5 de janeiro de 2010

O Albatroz Azul

O momento de loucura era quando a pessoa, para não ficar maluca por inteiro, tirava um tempo todo dia para deixar tomar conta de sua cabeça a maluquice que todos carregam, cada um com a sua, por mais disfarçada. Na juventude, a pessoa não distingue bem a loucura da normalidade, pensando e fazendo inúmeras bobagens devido a isso. Os que conseguem chegar à velhice, entretanto, sabem que não adianta achar que são loucos, porque todos são e constitui faina das mais ingratas prender as loucuras dentro de gaiolas desconjuntadas, temendo sempre que elas se soltem. De forma que a pessoa a quem a idade deu um adequado senso da existência tira sempre um tempinho, conforme suas particularidades, para acomodar a loucura, a fim de que ela não se veja presa em demasia e se revolte. (...)

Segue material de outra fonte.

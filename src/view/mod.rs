// View module - rendering pipeline for the task view
//
// This module contains:
// - RenderSurface: the capability a concrete display must provide
// - LogView: incremental log panel renderer with high-water-mark bookkeeping
// - ProgressView: pure, idempotent progress line renderer

pub mod log_view;
pub mod progress_view;
pub mod surface;

pub use log_view::{EMPTY_PLACEHOLDER, LogView};
pub use progress_view::ProgressView;
pub use surface::{ConsoleSurface, MemorySurface, NodeId, RenderSurface};
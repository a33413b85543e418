use indexmap::IndexMap;
use serde::{Deserialize, Serialize};

/// Per-file outcome record produced by the conversion engine.
///
/// One record exists for every file discovered in the staging area, whether or
/// not it was converted. `processed == false` always carries a `skip_reason`.
#[derive(Debug, Clone, PartialEq, Serialize, Deserialize)]
pub struct FileRecord {
    pub file_name: String,
    pub relative_path: String,
    pub file_type: String,
    pub file_size_bytes: u64,
    pub file_size_human: String,
    pub sha512: Option<String>,
    pub processed: bool,
    pub skip_reason: Option<String>,
    pub last_modified: String,
    pub created_time: String,
}

impl FileRecord {
    pub fn new(
        file_name: String,
        relative_path: String,
        file_type: String,
        file_size_bytes: u64,
        last_modified: String,
        created_time: String,
    ) -> Self {
        let file_size_human = format_file_size(file_size_bytes);
        Self {
            file_name,
            relative_path,
            file_type,
            file_size_bytes,
            file_size_human,
            sha512: None,
            processed: false,
            skip_reason: None,
            last_modified,
            created_time,
        }
    }
}

/// Structured result of a completed conversion job.
///
/// The three output locations point at the staging copy of the input, the
/// converted output tree, and the generated report file.
#[derive(Debug, Clone, PartialEq, Serialize, Deserialize)]
pub struct ConversionOutcome {
    pub entries: Vec<FileRecord>,
    pub staging_path: String,
    pub output_path: String,
    pub report_path: String,
}

impl ConversionOutcome {
    /// Number of entries the engine actually converted.
    pub fn processed_count(&self) -> usize {
        self.entries.iter().filter(|e| e.processed).count()
    }

    /// Status line for the shell: "7 of 10 files processed".
    pub fn summary(&self) -> String {
        format!(
            "{} of {} files processed",
            self.processed_count(),
            self.entries.len()
        )
    }

    /// Tally of file types in first-seen order, for the results card.
    pub fn type_tally(&self) -> IndexMap<String, usize> {
        let mut tally: IndexMap<String, usize> = IndexMap::new();
        for entry in &self.entries {
            *tally.entry(entry.file_type.clone()).or_insert(0) += 1;
        }
        tally
    }
}

/// Format a byte count as a human-readable size string.
pub fn format_file_size(bytes: u64) -> String {
    const UNITS: &[&str] = &["B", "KB", "MB", "GB", "TB"];
    let mut size = bytes as f64;
    let mut unit_index = 0;

    while size >= 1024.0 && unit_index < UNITS.len() - 1 {
        size /= 1024.0;
        unit_index += 1;
    }

    if unit_index == 0 {
        format!("{} {}", bytes, UNITS[unit_index])
    } else {
        format!("{:.2} {}", size, UNITS[unit_index])
    }
}
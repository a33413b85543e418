//! Data models for the TaskDeck shell.
//!
//! This module contains the core data structures shared across the application:
//! - [`AppState`]: the central state container the observable store wraps
//! - [`LogEntry`] / [`LogLevel`]: the append-only log sequence and its severity scale
//! - [`Progress`]: phase/counter updates streamed by the conversion engine
//! - [`FileRecord`] / [`ConversionOutcome`]: per-file outcome records and the job result
//!
//! # Architecture Note
//!
//! The models are designed to be:
//! - **Serializable**: wire-facing structs derive `Serialize`/`Deserialize` for the
//!   engine's NDJSON event stream and the YAML user config
//! - **Cloneable**: `AppState` is snapshot-cloned by [`StateStore`](crate::state::StateStore)
//! - **Passive**: state updates go through the store's named operations, never
//!   through direct field writes from consumers

pub mod app_state;
pub mod log;
pub mod report;

pub use app_state::{AppState, Progress};
pub use log::{LogEntry, LogLevel};
pub use report::{ConversionOutcome, FileRecord, format_file_size};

Tertuliano respondeu que nunca tinha pensado nisso e que nunca tivera o momento de loucura, nenhum momento de loucura, que ele soubesse.
- Então eu padeço de loucuras presas, deve ser parecido com urinas e bostas presas - acrescentou Tertuliano. - Vivendo e aprendendo, você agora me deu uma aula, Custódio, bem que pode ser isso mesmo. Se eu não fosse morrer a qualquer hora, eu adotava. Mas nunca fiz isso, de maneira que possa ser que minhas loucuras tenham ficado travadas esse tempo todo e agora resolveram sair. Mas não tem diferença, não muda nada. Assim ou assado, eu tenho que morrer como todo o mundo e tanto faz morrer maluco quanto bom do juízo, maluco podendo até ser melhor, conforme o caso. No meu caso, com quase toda a certeza.

Excerto do livro "O Albatroz azul", o mais recente do escritor brasileiro João Ubaldo Ribeiro.

2 comentários:

Maria disse...

Andamos a ler o mesmo, é?

:)))

zmsantos disse...

Mais um...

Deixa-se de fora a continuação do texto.